= Problem =
Pull every line containing "execution" out of the material below.

= Data provided =

//! Readiness engine and integration gate.
//!
//! The scheduler is a set of pure queries over the status store plus the
//! integration gate that moves whole groups past PR_APPROVED. It performs no
//! dispatch itself: callers emit the ready set to external workers and feed
//! status transitions back through the store.

use crate::errors::StoreError;
use crate::inject;
use crate::lifecycle::PhaseStatus;
use crate::phase::{Phase, cmp_ids};
use crate::store::StatusStore;

/// Phases eligible to start now: PENDING with every dependency DONE.
/// Deterministic order: ascending level, then ascending id.
pub fn ready(store: &StatusStore) -> Vec<&Phase> {
    let mut eligible: Vec<&Phase> = store
        .phases
        .values()
        .filter(|p| p.status == PhaseStatus::Pending && store.deps_done(p))
        .collect();
    eligible.sort_by(|a, b| a.level.cmp(&b.level).then_with(|| cmp_ids(&a.id, &b.id)));
    eligible
}

/// The integration gate: true iff every non-escalated member of the group is
/// PR_APPROVED (and at least one member is). Solo phases never participate.
pub fn group_ready(store: &StatusStore, label: &str) -> Result<bool, StoreError> {
    let members = store.group_members(label);
    if members.is_empty() {
        return Err(StoreError::UnknownGroup {
            group: label.to_string(),
        });
    }
    let mut any_approved = false;
    for member in &members {
        match member.status {
            PhaseStatus::PrApproved => any_approved = true,
            PhaseStatus::Escalated => {}
            _ => return Ok(false),
        }
    }
    Ok(any_approved)
}

/// Groups whose gate currently holds.
pub fn ready_groups(store: &StatusStore) -> Vec<String> {
    store
        .group_labels()
        .into_iter()
        .filter(|label| group_ready(store, label).unwrap_or(false))
        .collect()
}

/// PENDING phases that can never become ready because an ESCALATED phase sits
/// in their dependency closure.
pub fn blocked(store: &StatusStore) -> Vec<&Phase> {
    let mut result: Vec<&Phase> = store
        .phases
        .values()
        .filter(|p| {
            p.status == PhaseStatus::Pending
                && store.dependency_closure(&p.id).iter().any(|dep| {
                    store
                        .phases
                        .get(dep)
                        .is_some_and(|d| d.status == PhaseStatus::Escalated)
                })
        })
        .collect();
    result.sort_by(|a, b| cmp_ids(&a.id, &b.id));
    result
}

/// Reported outcome of the external merge + verification step for a group.
#[derive(Debug, Clone, Copy, PartialEq, Eq)]
pub enum IntegrationOutcome {
    /// Clean merge, verification passed
    Merged,
    /// Clean merge, but the build/verification failed
    BuildFailed,
    /// Merge conflict: fatal, requires human resolution
    Conflict,
}

/// Result of running the integration gate.
#[derive(Debug, Clone, PartialEq, Eq)]
pub enum IntegrationResult {
    /// All members completed; their ids in order
    Completed(Vec<String>),
    /// A synthetic fix phase was injected; its id
    FixInjected(String),
    /// Merge conflict: no state change, members stay PR_APPROVED until a
    /// human resolves it
    ConflictUnresolved,
}

/// Run the integration gate for a group.
///
/// The gate must hold before any outcome is applied: partial integration is
/// never permitted. A clean, verified merge completes every member; a build
/// failure injects a synthetic fix phase depending on the whole group; a
/// conflict changes nothing.
pub fn integrate(
    store: &mut StatusStore,
    label: &str,
    outcome: IntegrationOutcome,
    reason: &str,
) -> Result<IntegrationResult, StoreError> {
    if !group_ready(store, label)? {
        let waiting_on = store
            .group_members(label)
            .iter()
            .filter(|m| {
                !matches!(m.status, PhaseStatus::PrApproved | PhaseStatus::Escalated)
            })
            .map(|m| m.id.clone())
            .collect();
        return Err(StoreError::GroupNotReady {
            group: label.to_string(),
            waiting_on,
        });
    }

    match outcome {
        IntegrationOutcome::Merged => {
            let member_ids: Vec<String> = store
                .group_members(label)
                .iter()
                .filter(|m| m.status == PhaseStatus::PrApproved)
                .map(|m| m.id.clone())
                .collect();
            for id in &member_ids {
                if let Some(phase) = store.phases.get_mut(id) {
                    phase.status = PhaseStatus::Done;
                }
            }
            tracing::info!(group = %label, "group integrated, members done");
            Ok(IntegrationResult::Completed(member_ids))
        }
        IntegrationOutcome::BuildFailed => {
            let fix_id = inject::inject_fix(store, label, reason)?;
            tracing::warn!(group = %label, fix = %fix_id, "integration build failed, fix injected");
            Ok(IntegrationResult::FixInjected(fix_id))
        }
        IntegrationOutcome::Conflict => {
            tracing::error!(group = %label, "merge conflict, human resolution required");
            Ok(IntegrationResult::ConflictUnresolved)
        }
    }
}
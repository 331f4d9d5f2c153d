//! Dependency graph engine for parallel phase execution.
//!
//! This module turns parsed phase records into a validated directed acyclic
//! graph (DAG): explicit dependency edges are unioned with implicit edges
//! inferred from file-target overlap, cycles are rejected with the full cycle
//! path, and every phase gets a level (topological depth) and a group label.
//! Phases sharing a level with no edges among themselves form an execution
//! group and can run in parallel; single-phase levels are solo.
//!
//! ## Example
//!
//! ```
//! use maestro::graph::GraphBuilder;
//! use maestro::phase::Phase;
//!
//! let phases = vec![
//!     Phase::new("1", "Setup", vec![], vec![], 0),
//!     Phase::new("2", "Core", vec!["1".to_string()], vec![], 1),
//!     Phase::new("3", "Tests", vec!["1".to_string()], vec![], 2),
//! ];
//!
//! let graph = GraphBuilder::new(phases).build().unwrap();
//! // Phases 2 and 3 share level 1 with no edge between them: group A.
//! assert_eq!(graph.get_phase_by_id("2").unwrap().group.as_deref(), Some("A"));
//! assert_eq!(graph.get_phase_by_id("3").unwrap().group.as_deref(), Some("A"));
//! assert!(graph.get_phase_by_id("1").unwrap().group.is_none());
//! ```

mod builder;

pub use builder::{GraphBuilder, PhaseGraph, PhaseIndex};
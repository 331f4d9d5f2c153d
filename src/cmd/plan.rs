//! Plan parsing and store initialization.

use anyhow::{Context, Result};
use std::fs;
use std::path::Path;

use maestro::graph::GraphBuilder;
use maestro::plan::parse_plan;
use maestro::store::{StatusStore, StoreFile, plan_hash};

/// Parse a plan document, validate its dependency graph, and initialize (or
/// reconcile) the status store.
pub fn cmd_parse(project_dir: &Path, plan_path: &Path, base: &str) -> Result<()> {
    let text = fs::read_to_string(plan_path)
        .with_context(|| format!("Failed to read plan file: {}", plan_path.display()))?;

    let phases = parse_plan(&text)?;
    let graph = GraphBuilder::new(phases).build()?;
    let hash = plan_hash(&text);

    let store_file = StoreFile::for_plan(project_dir, plan_path);
    let _lock = store_file.lock()?;

    let resumed = store_file.exists();
    let mut store = if resumed {
        let mut existing = store_file.load()?;
        existing.reconcile(graph.into_phases(), &hash)?;
        existing
    } else {
        let stem = plan_path
            .file_stem()
            .and_then(|s| s.to_str())
            .unwrap_or("plan");
        StatusStore::new(stem, &hash, base, graph.into_phases())
    };
    store_file.save(&mut store)?;

    println!();
    if resumed {
        println!(
            "Reconciled plan '{}' ({} phases, store revision {})",
            store.plan,
            store.phases.len(),
            store.revision
        );
    } else {
        println!(
            "Initialized plan '{}' ({} phases, base point {})",
            store.plan,
            store.phases.len(),
            store.base_point
        );
    }

    let labels = store.group_labels();
    for label in &labels {
        let members: Vec<&str> = store
            .group_members(label)
            .iter()
            .map(|p| p.id.as_str())
            .collect();
        println!("  Group {}: {} (parallel)", label, members.join(", "));
    }
    let mut solos: Vec<&str> = store
        .phases
        .values()
        .filter(|p| p.is_solo())
        .map(|p| p.id.as_str())
        .collect();
    solos.sort_unstable();
    if !solos.is_empty() {
        println!("  Solo: {}", solos.join(", "));
    }
    println!();
    println!("State: {}", store_file.path().display());
    println!();

    Ok(())
}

= Task response =
//! Dependency graph engine for parallel phase execution.
//! Phases sharing a level with no edges among themselves form an execution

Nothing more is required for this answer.